# WHAT TO WORK ON:
From the records that follow, copy every line in which "MealCreate" appears.

++++ AVAILABLE RECORDS ++++

//! Error types for the analytics client

/// Errors that can occur when talking to the analytics API
#[derive(Debug, thiserror::Error)]
pub enum ClientError {
    /// Non-2xx HTTP response from the API
    #[error("{message}")]
    Api { message: String, status: u16 },

    /// Response body was not valid JSON for the expected shape
    #[error("Decode error: {0}")]
    Decode(#[from] serde_json::Error),

    /// Network-level failure (connect, DNS, reading the body)
    #[error("HTTP request failed: {0}")]
    Transport(String),

    #[error("Configuration error: {0}")]
    Config(String),
}

impl ClientError {
    /// HTTP status code, when the error came from a non-2xx response
    pub fn status(&self) -> Option<u16> {
        match self {
            ClientError::Api { status, .. } => Some(*status),
            _ => None,
        }
    }
}

/// Result type alias for analytics client operations
pub type Result<T> = std::result::Result<T, ClientError>;
//! Configuration for the analytics client

use serde::{Deserialize, Serialize};
use std::path::Path;

/// Connection settings for the analytics API
///
/// Injected into [`crate::ApiClient`] at construction; the client never
/// reads the environment on its own. Fields left empty (by `Default` or by
/// an omitted config-file key) are unset until [`ApiConfig::resolve_env`]
/// fills them, so an explicit value always wins over the environment.
#[derive(Debug, Clone, Default, Serialize, Deserialize)]
pub struct ApiConfig {
    /// Base URL the endpoint paths are appended to; empty until resolved
    #[serde(default)]
    pub base_url: String,
    /// Basic-auth username; empty string when unset
    #[serde(default)]
    pub username: String,
    /// Basic-auth password; empty string when unset
    #[serde(default)]
    pub password: String,
}

impl ApiConfig {
    /// Fill empty fields from the environment
    ///
    /// Reads `ADMIN_API_URL`, `ADMIN_API_USERNAME` and `ADMIN_API_PASSWORD`.
    /// An unset `ADMIN_API_URL` leaves the localhost default; unset
    /// credentials stay empty strings and still produce a Basic-auth header.
    /// Fields already set keep their value.
    pub fn resolve_env(&mut self) {
        if self.base_url.is_empty() {
            self.base_url = std::env::var("ADMIN_API_URL").unwrap_or_else(|_| default_base_url());
        }
        if self.username.is_empty() {
            if let Ok(username) = std::env::var("ADMIN_API_USERNAME") {
                self.username = username;
            }
        }
        if self.password.is_empty() {
            if let Ok(password) = std::env::var("ADMIN_API_PASSWORD") {
                self.password = password;
            }
        }
    }
}

fn default_base_url() -> String {
    "http://localhost:3000".to_string()
}

/// Load configuration from a JSON file
pub fn load_config(path: &Path) -> crate::Result<ApiConfig> {
    let content = std::fs::read_to_string(path).map_err(|e| {
        crate::ClientError::Config(format!("Failed to read config file {:?}: {}", path, e))
    })?;
    let config: ApiConfig = serde_json::from_str(&content)?;
    Ok(config)
}
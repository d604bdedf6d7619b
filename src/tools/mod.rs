//! Nutrilog Tools module
//!
//! MCP tool implementations for meal logging, goals and analytics.

pub mod analytics;
pub mod goals;
pub mod meals;
pub mod status;

use chrono::NaiveDate;

use crate::nutrition::parse_date;

/// Parse an optional ISO date argument
pub(crate) fn parse_optional_date(value: Option<&str>) -> Result<Option<NaiveDate>, String> {
    value
        .filter(|s| !s.trim().is_empty())
        .map(|s| parse_date(s).map_err(|e| e.to_string()))
        .transpose()
}
//! Meal MCP Tools
//!
//! Tools for logging and managing meals.

use serde::Serialize;

use crate::db::Database;
use crate::models::{Meal, MealCreate, MealFilter, MealUpdate};
use crate::nutrition::MealType;

use super::parse_optional_date;

/// Response for log_meal
#[derive(Debug, Serialize)]
pub struct LogMealResponse {
    pub id: i64,
    pub name: String,
    pub date: String,
    pub meal_type: String,
    pub calories: f64,
    pub created_at: String,
}

/// Response for list_meals
#[derive(Debug, Serialize)]
pub struct ListMealsResponse {
    pub meals: Vec<Meal>,
    pub total: usize,
}

/// Response for delete_meal
#[derive(Debug, Serialize)]
pub struct DeleteMealResponse {
    pub success: bool,
    pub deleted_id: i64,
}

/// Log a meal
pub fn log_meal(db: &Database, data: MealCreate) -> Result<LogMealResponse, String> {
    let conn = db.get_conn().map_err(|e| format!("Database error: {}", e))?;

    let meal = Meal::create(&conn, &data).map_err(|e| format!("Failed to log meal: {}", e))?;

    Ok(LogMealResponse {
        id: meal.id,
        name: meal.name,
        date: meal.date.to_string(),
        meal_type: meal.meal_type.as_str().to_string(),
        calories: meal.nutrition.calories,
        created_at: meal.created_at,
    })
}

/// Get a single meal
pub fn get_meal(db: &Database, id: i64) -> Result<Option<Meal>, String> {
    let conn = db.get_conn().map_err(|e| format!("Database error: {}", e))?;
    Meal::get_by_id(&conn, id).map_err(|e| format!("Failed to get meal: {}", e))
}

/// List a user's meals, optionally within an inclusive date range and of
/// one meal type
pub fn list_meals(
    db: &Database,
    user_id: i64,
    start_date: Option<&str>,
    end_date: Option<&str>,
    meal_type: Option<MealType>,
) -> Result<ListMealsResponse, String> {
    let filter = MealFilter {
        start_date: parse_optional_date(start_date)?,
        end_date: parse_optional_date(end_date)?,
        meal_type,
    };

    let conn = db.get_conn().map_err(|e| format!("Database error: {}", e))?;
    let meals = Meal::list_filtered(&conn, user_id, &filter)
        .map_err(|e| format!("Failed to list meals: {}", e))?;

    Ok(ListMealsResponse {
        total: meals.len(),
        meals,
    })
}

/// Update a meal
pub fn update_meal(db: &Database, id: i64, data: MealUpdate) -> Result<Option<Meal>, String> {
    let conn = db.get_conn().map_err(|e| format!("Database error: {}", e))?;
    Meal::update(&conn, id, &data).map_err(|e| format!("Failed to update meal: {}", e))
}

/// Delete a meal
pub fn delete_meal(db: &Database, id: i64) -> Result<DeleteMealResponse, String> {
    let conn = db.get_conn().map_err(|e| format!("Database error: {}", e))?;

    let deleted = Meal::delete(&conn, id).map_err(|e| format!("Failed to delete meal: {}", e))?;
    if !deleted {
        return Err(format!("Meal not found: {}", id));
    }

    Ok(DeleteMealResponse {
        success: true,
        deleted_id: id,
    })
}

#[cfg(test)]
mod tests {
    use super::*;
    use crate::db::migrations::run_migrations;
    use crate::nutrition::Nutrition;
    use chrono::NaiveDate;

    fn setup() -> Database {
        let db = Database::in_memory().unwrap();
        db.with_conn(|conn| run_migrations(conn)).unwrap();
        db
    }

    fn meal(name: &str, date: &str, meal_type: MealType) -> MealCreate {
        MealCreate {
            user_id: 1,
            name: name.to_string(),
            description: None,
            date: NaiveDate::parse_from_str(date, "%Y-%m-%d").unwrap(),
            meal_type,
            nutrition: Nutrition::new(300.0, 15.0, 40.0, 8.0),
        }
    }

    #[test]
    fn test_list_meals_by_type_and_range() {
        let db = setup();
        log_meal(&db, meal("porridge", "2025-06-01", MealType::Breakfast)).unwrap();
        log_meal(&db, meal("apple", "2025-06-01", MealType::Snack)).unwrap();
        log_meal(&db, meal("bagel", "2025-06-03", MealType::Breakfast)).unwrap();

        let all = list_meals(&db, 1, None, None, None).unwrap();
        assert_eq!(all.total, 3);

        let breakfasts = list_meals(&db, 1, None, None, Some(MealType::Breakfast)).unwrap();
        let names: Vec<&str> = breakfasts.meals.iter().map(|m| m.name.as_str()).collect();
        assert_eq!(names, vec!["porridge", "bagel"]);

        let later = list_meals(&db, 1, Some("2025-06-02"), None, Some(MealType::Breakfast)).unwrap();
        assert_eq!(later.total, 1);
        assert_eq!(later.meals[0].name, "bagel");

        let dinners = list_meals(&db, 1, None, None, Some(MealType::Dinner)).unwrap();
        assert_eq!(dinners.total, 0);
    }

    #[test]
    fn test_delete_missing_meal_is_an_error() {
        let db = setup();
        let logged = log_meal(&db, meal("toast", "2025-06-01", MealType::Breakfast)).unwrap();
        assert!(delete_meal(&db, logged.id).unwrap().success);
        assert!(delete_meal(&db, logged.id).is_err());
    }
}
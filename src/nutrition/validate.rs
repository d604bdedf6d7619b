//! Boundary validation
//!
//! Meals arrive from storage as loosely typed rows. They are normalized into
//! [`MealRecord`]s here so that the rest of the engine never coerces values.

use chrono::NaiveDate;
use serde::{Deserialize, Serialize};

use super::error::{NutritionError, NutritionResult};
use super::types::{MealRecord, MealType, Nutrition};

pub const DATE_FORMAT: &str = "%Y-%m-%d";

/// A numeric cell as stored. Legacy rows may hold numbers as text.
#[derive(Debug, Clone, PartialEq, Serialize, Deserialize)]
#[serde(untagged)]
pub enum RawNumber {
    Number(f64),
    Text(String),
}

impl From<f64> for RawNumber {
    fn from(value: f64) -> Self {
        RawNumber::Number(value)
    }
}

/// A meal row before validation
#[derive(Debug, Clone, Default, Serialize, Deserialize)]
pub struct RawMeal {
    pub id: Option<i64>,
    pub user_id: Option<i64>,
    pub name: Option<String>,
    pub description: Option<String>,
    pub date: Option<String>,
    pub meal_type: Option<String>,
    pub calories: Option<RawNumber>,
    pub protein: Option<RawNumber>,
    pub carbs: Option<RawNumber>,
    pub fat: Option<RawNumber>,
    pub created_at: Option<String>,
}

/// Parse an ISO calendar date
pub fn parse_date(s: &str) -> NutritionResult<NaiveDate> {
    NaiveDate::parse_from_str(s.trim(), DATE_FORMAT)
        .map_err(|_| NutritionError::InvalidDate(s.to_string()))
}

fn checked(field: &'static str, value: f64) -> NutritionResult<f64> {
    if value.is_finite() && value >= 0.0 {
        Ok(value)
    } else {
        Err(NutritionError::InvalidValue { field, value })
    }
}

/// Absent values count as zero. Numeric text is parsed; anything else,
/// negative or non-finite is rejected.
fn macro_value(field: &'static str, value: Option<RawNumber>) -> NutritionResult<f64> {
    match value {
        None => Ok(0.0),
        Some(RawNumber::Number(v)) => checked(field, v),
        Some(RawNumber::Text(text)) => match text.trim() {
            "" => Ok(0.0),
            trimmed => trimmed
                .parse::<f64>()
                .map_err(|_| NutritionError::NotANumber { field, value: text.clone() })
                .and_then(|v| checked(field, v)),
        },
    }
}

/// Validate a full set of macro values
pub fn validate_nutrition(n: &Nutrition) -> NutritionResult<Nutrition> {
    Ok(Nutrition {
        calories: checked("calories", n.calories)?,
        protein: checked("protein", n.protein)?,
        carbs: checked("carbs", n.carbs)?,
        fat: checked("fat", n.fat)?,
    })
}

impl TryFrom<RawMeal> for MealRecord {
    type Error = NutritionError;

    fn try_from(raw: RawMeal) -> NutritionResult<Self> {
        let id = raw.id.ok_or(NutritionError::MissingField("id"))?;
        let user_id = raw.user_id.ok_or(NutritionError::MissingField("user_id"))?;
        let date = raw
            .date
            .as_deref()
            .ok_or(NutritionError::MissingField("date"))
            .and_then(parse_date)?;

        let nutrition = Nutrition {
            calories: macro_value("calories", raw.calories)?,
            protein: macro_value("protein", raw.protein)?,
            carbs: macro_value("carbs", raw.carbs)?,
            fat: macro_value("fat", raw.fat)?,
        };

        Ok(Self {
            id,
            user_id,
            name: raw
                .name
                .map(|n| n.trim().to_string())
                .filter(|n| !n.is_empty())
                .unwrap_or_else(|| "Untitled meal".to_string()),
            description: raw.description,
            date,
            meal_type: raw
                .meal_type
                .as_deref()
                .and_then(MealType::parse)
                .unwrap_or_default(),
            nutrition,
            created_at: raw.created_at.unwrap_or_default(),
        })
    }
}

/// Validate a batch of rows, keeping the good ones.
///
/// A single corrupt row never prevents the rest from being summarized; the
/// rejected rows are returned alongside so callers can report them.
pub fn normalize_meals(raw: Vec<RawMeal>) -> (Vec<MealRecord>, Vec<NutritionError>) {
    let mut meals = Vec::with_capacity(raw.len());
    let mut rejected = Vec::new();

    for row in raw {
        let row_id = row.id;
        match MealRecord::try_from(row) {
            Ok(meal) => meals.push(meal),
            Err(e) => {
                tracing::warn!(id = ?row_id, error = %e, "skipping malformed meal record");
                rejected.push(e);
            }
        }
    }

    (meals, rejected)
}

++++

# OUTPUT OF THE TASK:
use crate::models::{Meal, MealCreate, MealFilter, MealUpdate};
pub fn log_meal(db: &Database, data: MealCreate) -> Result<LogMealResponse, String> {
    fn meal(name: &str, date: &str, meal_type: MealType) -> MealCreate {
        MealCreate {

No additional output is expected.